I just checked the Sabatier Canadian Massif with my mom.

She thought the handle was a bit thin and small (for a chef knife).

Bear in mind that we're both used to Chinese cooking (think Martin Yan).

Has anyone tried the OXO professional paring knives?

Ironically, it's easier to buy a really great knife than to make a perfect one.

However, I've customized my tools in the past--I'd rather have one perfect knife than mediocre ones.

If this project turns out good, I may get some better blades and rehandle them.

Any thoughts on the dojo paring knives?  

They seen like sharp blades with crappy f&f and uncomfortable handles.

Alternatively, I'm thinking of commissioning O1 steel blades from Jim Wester of NorthBay Forge.

In any case, I plan to visit Bernal Cutlery on Tuesday to check out NOS nogent paring knives.


----------



## matt lau (May 7, 2014)

image.jpg




__
matt lau


__
May 10, 2014


----------



## matt lau (May 7, 2014)

FWIW, I'm totally an amateur.

I don't need to worry about my knives walking off.

I won't worry about abuse, dishwashers, etc.

My blades are sharp.  Nobody dares to handle them without respect for the blade.

This is more a labor of love---a completely impractical waste of time and money.

However, it'll be a knife that I'll use a lot...not a drawer queen.

In my kitchen, I use 2 knives exclusively: Carbon Chinese chef knife and a sheepsfoot herder with a crude walnut handle.

I also have a Lee Valley Peasant Chef knife which is pretty nice, but limited compared to my Chinese chef knife.

I'm the minority here, but I vastly prefer the Chinese style knife over the Sabatier.

As for paring knives, I think the Europeans and Japanese are way better.


----------



## matt lau (May 7, 2014)

I'm planning on returning it to the seller as the 1 5/8" of blade is very bent. The F&F are also lacking as part of the handle is melted?!It very much probably isn't a Canadian or Massif Sabatier, but probably is a TI (**** elephant on handle).Anyways, I'm probably seriously over complicating things. A $7 Vic or $10 Opinel may work perfectly fine. Meh.I guess that I'm just an obsessive perfectionist.


----------



## rick alan (Nov 15, 2012)

Matt there is something to be said for an item you've put some hours of your time into, either designing or creating.  Even a thoroughly unexceptional stamped-stainless blade becomes a thing of adoration when you've made it all it can be for you.  It can even replace for you what would have cost hundreds more.  For a while anyway, ahahaha!

Rick.


----------



## matt lau (May 7, 2014)

Rick,

You're right.

Of course, it doesn't hurt that I've just enlisted a really good blacksmith to forge me some blades in W1 steel!

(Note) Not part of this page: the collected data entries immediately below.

//! Array backed binary min-heaps.
//!
//! [`BinaryHeap`] is generic over the element type and over a [`Placement`] hook that is invoked
//! every time an element lands in a slot of the backing array. The default hook does nothing.
//! [`IndexedHeap`] uses the [`Tracked`] hook, which writes the slot back into the element through
//! [`HeapIndex`]. That back pointer is what makes [`IndexedHeap::decrease_key`] logarithmic: the
//! element is found without searching for it.

use std::fmt::{Debug, Formatter};
use std::marker::PhantomData;
use crate::error::HeapError;

const DEFAULT_CAPACITY: usize = 16;

/// Capability of an element to remember the slot it occupies in an [`IndexedHeap`].
pub trait HeapIndex {
    /// Called by the heap whenever the element is stored at `index`.
    fn put_index(&mut self, index: usize);

    /// The slot most recently written by [`HeapIndex::put_index`].
    fn get_index(&self) -> usize;
}

/// Hook run by a heap after it stores an element at a slot.
pub trait Placement<T> {
    fn on_place(item: &mut T, index: usize);
}

/// Placement hook that ignores slot changes.
#[derive(Debug, Clone, Copy, Default)]
pub struct Untracked;

impl<T> Placement<T> for Untracked {
    fn on_place(_item: &mut T, _index: usize) {}
}

/// Placement hook that keeps each element's [`HeapIndex`] in sync with its slot.
#[derive(Debug, Clone, Copy, Default)]
pub struct Tracked;

impl<T: HeapIndex> Placement<T> for Tracked {
    fn on_place(item: &mut T, index: usize) {
        item.put_index(index);
    }
}

/// A binary min-heap over a dense array. Capacity doubles whenever an insertion would overflow it
/// and never shrinks.
pub struct BinaryHeap<T, P = Untracked> {
    pq: Vec<T>,
    capacity: usize,
    placement: PhantomData<P>,
}

/// A binary min-heap whose elements track their own position, enabling decrease-key.
pub type IndexedHeap<T> = BinaryHeap<T, Tracked>;

impl<T: Ord, P: Placement<T>> BinaryHeap<T, P> {

    /// Creates an empty heap with room for `capacity` elements before the first resize.
    pub fn with_capacity(capacity: usize) -> Self {
        let capacity = capacity.max(1);
        BinaryHeap { pq: Vec::with_capacity(capacity), capacity, placement: PhantomData }
    }

    /// Creates an empty heap with a small default capacity.
    pub fn new() -> Self {
        Self::with_capacity(DEFAULT_CAPACITY)
    }

    /// Builds a heap from an arbitrary vector in linear time.
    ///
    /// # Examples
    /// ```
    ///use mst::BinaryHeap;
    ///
    ///let heap: BinaryHeap<i32> = BinaryHeap::from_vec(vec![4, 1, 3]);
    ///assert_eq!(heap.peek_min(), Some(&1));
    /// ```
    pub fn from_vec(items: Vec<T>) -> Self {
        let mut heap = Self::with_capacity(items.len());
        heap.heapify(items);
        heap
    }

    /// Adds an element, growing the backing storage first if it is full.
    pub fn insert(&mut self, x: T) {
        if self.pq.len() == self.capacity {
            self.resize();
        }
        self.pq.push(x);
        let last = self.pq.len() - 1;
        self.settle(last);
        self.percolate_up(last);
    }

    /// Removes and returns the minimum element.
    ///
    /// # Returns
    /// * The minimum, or [`HeapError::EmptyQueue`] if the heap holds nothing. Use
    ///   [`BinaryHeap::pop`] for a non-failing variant.
    pub fn extract_min(&mut self) -> Result<T, HeapError> {
        self.pop().ok_or(HeapError::EmptyQueue)
    }

    /// Removes and returns the minimum element, or `None` if the heap is empty.
    pub fn pop(&mut self) -> Option<T> {
        if self.pq.is_empty() {
            return None;
        }
        // The last element is moved into the root slot
        let min = self.pq.swap_remove(0);
        if !self.pq.is_empty() {
            self.settle(0);
            self.percolate_down(0);
        }
        Some(min)
    }

    /// The minimum element without removing it, or `None` if the heap is empty.
    pub fn peek_min(&self) -> Option<&T> {
        self.pq.first()
    }

    /// Replaces the contents of the heap with `items` and restores heap order bottom-up.
    pub fn heapify(&mut self, items: Vec<T>) {
        self.capacity = self.capacity.max(items.len());
        let mut pq = Vec::with_capacity(self.capacity);
        pq.extend(items);
        self.pq = pq;

        for index in 0..self.pq.len() {
            self.settle(index);
        }
        if self.pq.len() > 1 {
            for index in (0..=parent(self.pq.len() - 1)).rev() {
                self.percolate_down(index);
            }
        }
    }

    pub fn len(&self) -> usize {
        self.pq.len()
    }

    pub fn is_empty(&self) -> bool {
        self.pq.is_empty()
    }

    /// Number of elements the heap can hold before it next doubles its storage.
    pub fn capacity(&self) -> usize {
        self.capacity
    }

    /// The backing array in heap order.
    pub fn as_slice(&self) -> &[T] {
        &self.pq
    }

    /// pq[index] may be smaller than its parent
    fn percolate_up(&mut self, mut index: usize) {
        while index > 0 {
            let parent = parent(index);
            if self.pq[parent] <= self.pq[index] {
                break;
            }
            self.relocate(index, parent);
            index = parent;
        }
    }

    /// pq[index] may be larger than its children
    fn percolate_down(&mut self, mut index: usize) {
        let size = self.pq.len();
        loop {
            let mut small = left_child(index);
            if small >= size {
                break;
            }
            if small + 1 < size && self.pq[small + 1] < self.pq[small] {
                small += 1;
            }
            if self.pq[index] <= self.pq[small] {
                break;
            }
            self.relocate(index, small);
            index = small;
        }
    }

    fn relocate(&mut self, a: usize, b: usize) {
        self.pq.swap(a, b);
        self.settle(a);
        self.settle(b);
    }

    /// Every element stored at a slot passes through here.
    fn settle(&mut self, index: usize) {
        P::on_place(&mut self.pq[index], index);
    }

    fn resize(&mut self) {
        let mut grown = Vec::with_capacity(self.capacity * 2);
        grown.extend(self.pq.drain(..));
        self.pq = grown;
        self.capacity *= 2;
    }
}

impl<T: Ord + HeapIndex> BinaryHeap<T, Tracked> {

    /// Restores heap order after the priority of `x` has been lowered by the caller.
    ///
    /// `x` must currently be in the heap and its priority must not have increased; neither is
    /// checked. The element is located through its [`HeapIndex`] back pointer.
    pub fn decrease_key(&mut self, x: &T) {
        let index = x.get_index();
        debug_assert!(index < self.pq.len(), "decrease_key on an element outside the heap");
        self.percolate_up(index);
    }
}

impl<T: Ord, P: Placement<T>> Default for BinaryHeap<T, P> {
    fn default() -> Self {
        Self::new()
    }
}

impl<T: Debug, P> Debug for BinaryHeap<T, P> {
    fn fmt(&self, f: &mut Formatter<'_>) -> std::fmt::Result {
        f.debug_struct("BinaryHeap")
            .field("pq", &self.pq)
            .field("capacity", &self.capacity)
            .finish()
    }
}

fn parent(index: usize) -> usize {
    (index - 1) / 2
}

fn left_child(index: usize) -> usize {
    2 * index + 1
}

If this little project goes through as planned, I may buy a Nogent NOS paring knife and replicate it with better materials--better blade at 12 degrees; better handle; and hopefully better fit and finish (that's up to me!)

Any idea about ideal length?


----------



## rick alan (Nov 15, 2012)

Matt Lau said:


> Rick,
> 
> Any idea about ideal length?


Goodness Matt but for a doer it seems your distrust of your own judgment goes a little too far. Just do let us see it when your done.

Rick


----------



## matt lau (May 7, 2014)

Sounds good.

This will be v1.0

If I fall in love with a Nogent Sabatier tomorrow, expect v2.0 in 2015.

A part of me hopes to just fall in love with a wa- petty instead. It'll be far cheaper for me to just buy a Konosuke HD2 than one of the v2 knives I have planned.


----------



## matt lau (May 7, 2014)

My thing would be for mostly non-board work.

For board work (including skinning vegetables), I use my trusty Chinese chef knife.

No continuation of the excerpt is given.